Relator de CPI pede indiciamento de Moraes, Toffoli, Gilmar e Gonet
Elaborado pelo relator da comissão, senador Alessandro Vieira, o documento aponta supostos crimes de responsabilidade e condutas incompatíveis com as funções públicas dos indiciados
Por Dinaldo dos Santos.
O relatório final da Comissão Parlamentar de Inquérito (CPI) do Crime Organizado, apresentado nesta terça-feira (14), pede o indiciamento dos ministros do Supremo Tribunal Federal (STF) Alexandre de Moraes, Dias Toffoli e Gilmar Mendes, além do procurador-geral da República Paulo Gonet.
Elaborado pelo relator da comissão, senador Alessandro Vieira, o documento aponta supostos crimes de responsabilidade e condutas incompatíveis com as funções públicas. Entre os argumentos apresentados, estão possíveis conflitos de interesse, ausência de declaração de impedimento em julgamentos e decisões que teriam impactado investigações relacionadas ao crime organizado.
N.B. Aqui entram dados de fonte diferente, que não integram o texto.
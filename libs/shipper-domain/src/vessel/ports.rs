//! Port for the external vessel-allocation service

use std::future::Future;

use crate::booking::BookingError;
use crate::vessel::entity::{VesselAssignment, VesselQuery};

/// Port for vessel lookups
///
/// The booking coordinator depends only on this contract, not on how the
/// collaborator is located or reached. Implementations must:
/// - Issue exactly one request per call
/// - Report "nothing matches" as `BookingError::NoVesselAvailable`
/// - Convert transport errors to `BookingError::LookupFailed` (or `LookupTimedOut`)
pub trait VesselLookup: Send + Sync {
    /// Find a vessel that can carry `query.max_weight` across `query.capacity` containers
    ///
    /// # Errors
    ///
    /// - `BookingError::NoVesselAvailable` if no vessel matches
    /// - `BookingError::LookupFailed` if the collaborator failed or was unreachable
    fn find_available(
        &self,
        query: &VesselQuery,
    ) -> impl Future<Output = Result<VesselAssignment, BookingError>> + Send;
}
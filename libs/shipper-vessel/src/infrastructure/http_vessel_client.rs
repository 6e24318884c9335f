//! HTTP Vessel Client Implementation
//!
//! This module implements the `VesselLookup` trait against the vessel-allocation
//! service's JSON API. It converts transport failures and HTTP statuses into
//! domain errors.
//!
//! ## Wire Contract
//!
//! `POST {base_url}/vessels/find-available`
//!
//! ```json
//! { "maxWeight": 1000, "capacity": 2 }
//! ```
//!
//! answered with `200 {"vessel": {"id": "V1", "name": "Atlantic"}}`. A `404` or a
//! `null` vessel means nothing matches.

use std::time::Duration;

use reqwest::{Client, StatusCode};
use serde::{Deserialize, Serialize};
use shipper_domain::{BookingError, VesselAssignment, VesselLookup, VesselQuery};
use tracing::{debug, error, info, instrument, warn};

const FIND_AVAILABLE_PATH: &str = "/vessels/find-available";

/// HTTP-based implementation of the VesselLookup port
///
/// ## Configuration
///
/// The client requires:
/// - The base URL of the vessel service (e.g. `http://vessel-service:50052`)
/// - A request timeout, applied to every lookup
///
/// ## Error Handling
///
/// - Connection failures and non-success statuses become `BookingError::LookupFailed`
/// - Client-side timeouts become `BookingError::LookupTimedOut`
/// - `404` and empty responses become `BookingError::NoVesselAvailable`
#[derive(Clone)]
pub struct HttpVesselClient {
    client: Client,
    base_url: String,
    timeout: Duration,
}

#[derive(Debug, Serialize)]
#[serde(rename_all = "camelCase")]
struct SpecificationBody {
    max_weight: i32,
    capacity: i32,
}

impl From<&VesselQuery> for SpecificationBody {
    fn from(query: &VesselQuery) -> Self {
        Self {
            max_weight: query.max_weight,
            capacity: query.capacity,
        }
    }
}

#[derive(Debug, Deserialize)]
struct FindAvailableResponse {
    #[serde(default)]
    vessel: Option<VesselBody>,
}

#[derive(Debug, Deserialize)]
struct VesselBody {
    #[serde(default)]
    id: String,
    #[serde(default)]
    name: String,
}

impl HttpVesselClient {
    /// Create a new vessel client
    ///
    /// # Arguments
    ///
    /// * `base_url` - Base URL of the vessel service
    /// * `timeout` - Upper bound on a single lookup request
    ///
    /// # Errors
    ///
    /// Returns `BookingError::ConfigError` if the HTTP client cannot be built.
    ///
    /// # Example
    ///
    /// ```rust,no_run
    /// use std::time::Duration;
    /// use shipper_vessel::HttpVesselClient;
    ///
    /// let client = HttpVesselClient::new("http://localhost:50052", Duration::from_secs(5)).unwrap();
    /// ```
    pub fn new(base_url: impl Into<String>, timeout: Duration) -> Result<Self, BookingError> {
        let base_url = base_url.into().trim_end_matches('/').to_string();

        let client = Client::builder().timeout(timeout).build().map_err(|e| {
            BookingError::config_error(format!("Failed to create HTTP client: {}", e))
        })?;

        let timeout_ms = u64::try_from(timeout.as_millis()).unwrap_or(u64::MAX);
        info!(base_url = %base_url, timeout_ms, "Initializing HttpVesselClient");

        Ok(Self {
            client,
            base_url,
            timeout,
        })
    }

    fn endpoint(&self) -> String {
        format!("{}{}", self.base_url, FIND_AVAILABLE_PATH)
    }
}

impl VesselLookup for HttpVesselClient {
    #[instrument(skip(self), fields(max_weight = query.max_weight, capacity = query.capacity))]
    fn find_available(
        &self,
        query: &VesselQuery,
    ) -> impl std::future::Future<Output = Result<VesselAssignment, BookingError>> + Send {
        let client = self.client.clone();
        let url = self.endpoint();
        let timeout_ms = u64::try_from(self.timeout.as_millis()).unwrap_or(u64::MAX);
        let body = SpecificationBody::from(query);

        async move {
            debug!(url = %url, "Querying vessel service");

            let response = client.post(&url).json(&body).send().await.map_err(|err| {
                if err.is_timeout() {
                    warn!(url = %url, timeout_ms, "Vessel lookup timed out");
                    BookingError::lookup_timed_out(timeout_ms)
                } else {
                    error!(url = %url, error = ?err, "Vessel lookup request failed");
                    BookingError::lookup_failed(format!("Request to '{}' failed: {}", url, err))
                }
            })?;

            let status = response.status();

            if status == StatusCode::NOT_FOUND {
                info!("Vessel service reported no matching vessel");
                return Err(BookingError::no_vessel_available(format!(
                    "No vessel for max weight {} and capacity {}",
                    body.max_weight, body.capacity
                )));
            }

            if !status.is_success() {
                let detail = response.text().await.unwrap_or_default();
                error!(status = %status, detail = %detail, "Vessel service returned an error");
                return Err(BookingError::lookup_failed(format!(
                    "Vessel service returned {}: {}",
                    status, detail
                )));
            }

            let payload: FindAvailableResponse = response.json().await.map_err(|err| {
                error!(error = ?err, "Failed to decode vessel service response");
                BookingError::lookup_failed(format!("Invalid vessel service response: {}", err))
            })?;

            match payload.vessel {
                Some(vessel) => {
                    info!(vessel_id = %vessel.id, vessel_name = %vessel.name, "Found vessel");
                    Ok(VesselAssignment::new(vessel.id, vessel.name))
                }
                None => Err(BookingError::no_vessel_available(format!(
                    "No vessel for max weight {} and capacity {}",
                    body.max_weight, body.capacity
                ))),
            }
        }
    }
}
//! DTOs for consignment endpoints
//!
//! Field names follow the camelCase wire schema (`vesselId`, `customerId`, ...).

use serde::{Deserialize, Serialize};
use shipper_domain::{Consignment, Container};
use utoipa::ToSchema;

/// A unit of cargo
#[derive(Debug, Clone, Default, PartialEq, Serialize, Deserialize, ToSchema)]
#[serde(rename_all = "camelCase", default)]
pub struct ContainerDto {
    #[schema(example = "cont-1")]
    pub id: String,
    #[schema(example = "cust-001")]
    pub customer_id: String,
    #[schema(example = "Manchester, United Kingdom")]
    pub origin: String,
    #[schema(example = "user-001")]
    pub user_id: String,
}

/// A consignment as exchanged over the wire
#[derive(Debug, Clone, PartialEq, Serialize, Deserialize, ToSchema)]
#[serde(rename_all = "camelCase")]
pub struct ConsignmentDto {
    #[schema(example = "This is a test consignment")]
    pub description: String,
    #[schema(example = 55000)]
    pub weight: i32,
    #[serde(default)]
    pub containers: Vec<ContainerDto>,
    /// Ignored on input, populated on every booked consignment
    #[serde(default)]
    #[schema(example = "")]
    pub vessel_id: String,
}

/// Response body for a successful booking
#[derive(Debug, Serialize, Deserialize, ToSchema)]
pub struct CreateConsignmentResponse {
    pub created: bool,
    pub consignment: ConsignmentDto,
}

/// Response body for the listing endpoint
#[derive(Debug, Serialize, Deserialize, ToSchema)]
pub struct GetConsignmentsResponse {
    pub consignments: Vec<ConsignmentDto>,
}

/// Error response body
#[derive(Debug, Serialize, Deserialize, ToSchema)]
pub struct ErrorResponse {
    /// Error description
    #[schema(example = "No vessel available: No vessel for max weight 55000 and capacity 3")]
    pub error: String,
}

impl From<ContainerDto> for Container {
    fn from(dto: ContainerDto) -> Self {
        Container {
            id: dto.id,
            customer_id: dto.customer_id,
            origin: dto.origin,
            user_id: dto.user_id,
        }
    }
}

impl From<&Container> for ContainerDto {
    fn from(container: &Container) -> Self {
        ContainerDto {
            id: container.id.clone(),
            customer_id: container.customer_id.clone(),
            origin: container.origin.clone(),
            user_id: container.user_id.clone(),
        }
    }
}

impl From<ConsignmentDto> for Consignment {
    fn from(dto: ConsignmentDto) -> Self {
        // The vessel is always chosen by the lookup, whatever the client sent
        Consignment::new(
            dto.description,
            dto.weight,
            dto.containers.into_iter().map(Container::from).collect(),
        )
    }
}

impl From<&Consignment> for ConsignmentDto {
    fn from(consignment: &Consignment) -> Self {
        ConsignmentDto {
            description: consignment.description().to_string(),
            weight: consignment.weight(),
            containers: consignment.containers().iter().map(ContainerDto::from).collect(),
            vessel_id: consignment
                .vessel_id()
                .map(|id| id.as_str().to_string())
                .unwrap_or_default(),
        }
    }
}
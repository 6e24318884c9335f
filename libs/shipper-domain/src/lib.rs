//! # Shipper Domain Layer
//!
//! This crate contains the business logic and domain models for the Shipper
//! consignment booking service. It follows hexagonal architecture principles:
//!
//! - **Entities**: Core domain models (Consignment, Container, VesselQuery)
//! - **Ports**: Trait definitions for external dependencies (ConsignmentRepository, VesselLookup)
//! - **Services**: Booking orchestration (BookingService)
//!
//! ## Architecture
//!
//! This layer has NO dependencies on infrastructure concerns (HTTP, databases, etc.).
//! All external dependencies are expressed as traits (ports) that are implemented
//! by adapter crates.
//!
//! ## Example
//!
//! ```rust
//! use shipper_domain::booking::{BookingService, Consignment, Container};
//! use shipper_domain::{ConsignmentRepository, VesselLookup};
//!
//! // The service is generic over any repository and vessel lookup implementation
//! async fn example<R: ConsignmentRepository, V: VesselLookup>(service: BookingService<R, V>) {
//!     let consignment = Consignment::new("Grain", 1000, vec![Container::default()]);
//!     let result = service.book(consignment).await.unwrap();
//!     println!("Booked on vessel: {:?}", result.consignment.vessel_id());
//! }
//! ```

pub mod booking;
pub mod storage;
pub mod vessel;

// Re-export commonly used types
pub use booking::{BookingError, BookingResult, BookingService, Consignment, Container};
pub use storage::ConsignmentRepository;
pub use vessel::{VesselAssignment, VesselId, VesselLookup, VesselQuery};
O relatório também sustenta que decisões monocráticas de ministros do STF teriam limitado o alcance das apurações da comissão, gerando controvérsia sobre a atuação do Judiciário em casos sensíveis.
A iniciativa provocou reação imediata no meio jurídico e político. Integrantes do Supremo defenderam a independência entre os Poderes e criticaram o que consideram uma tentativa de responsabilização indevida de magistrados por decisões judiciais.
O documento será encaminhado ao Ministério Público e ao próprio Senado, responsáveis por avaliar o prosseguimento das medidas sugeridas. O episódio amplia o debate sobre os limites das CPIs e o equilíbrio institucional entre Legislativo e Judiciário no país.
O que cabe a cada indiciado?
Alexandre de Moraes

O relator aponta suposto abuso de autoridade de Alexandre de Moraes e extrapolação de competência em decisões monocráticas, especialmente em inquéritos conduzidos no próprio Supremo. Há menção a medidas cautelares consideradas excessivas e à condução de investigações sem participação inicial do Ministério Público.
Dias Toffoli

Dias Toffoli é citado por decisões que teriam impactado ou suspendido investigações, incluindo determinações que, segundo a CPI, beneficiariam investigados. O relatório também levanta questionamentos sobre possível conflito de interesse em determinados processos.
Gilmar Mendes

O documento menciona suposta interferência de Gilmar Mendes em apurações e decisões que teriam contribuído para a anulação ou enfraquecimento de investigações. Assim como Toffoli, há apontamentos sobre eventuais situações de impedimento não declaradas.
Paulo Gonet

No caso do chefe do Ministério Público Federal, a CPI indica possível omissão diante de fatos que, na avaliação do relator, exigiriam atuação mais incisiva da Procuradoria-Geral da República.
O relatório, no entanto, tem caráter opinativo e recomendatório. Caberá aos órgãos competentes avaliar se há base jurídica para eventual responsabilização, já que ministros do STF e o procurador-geral possuem prerrogativas específicas previstas na Constituição.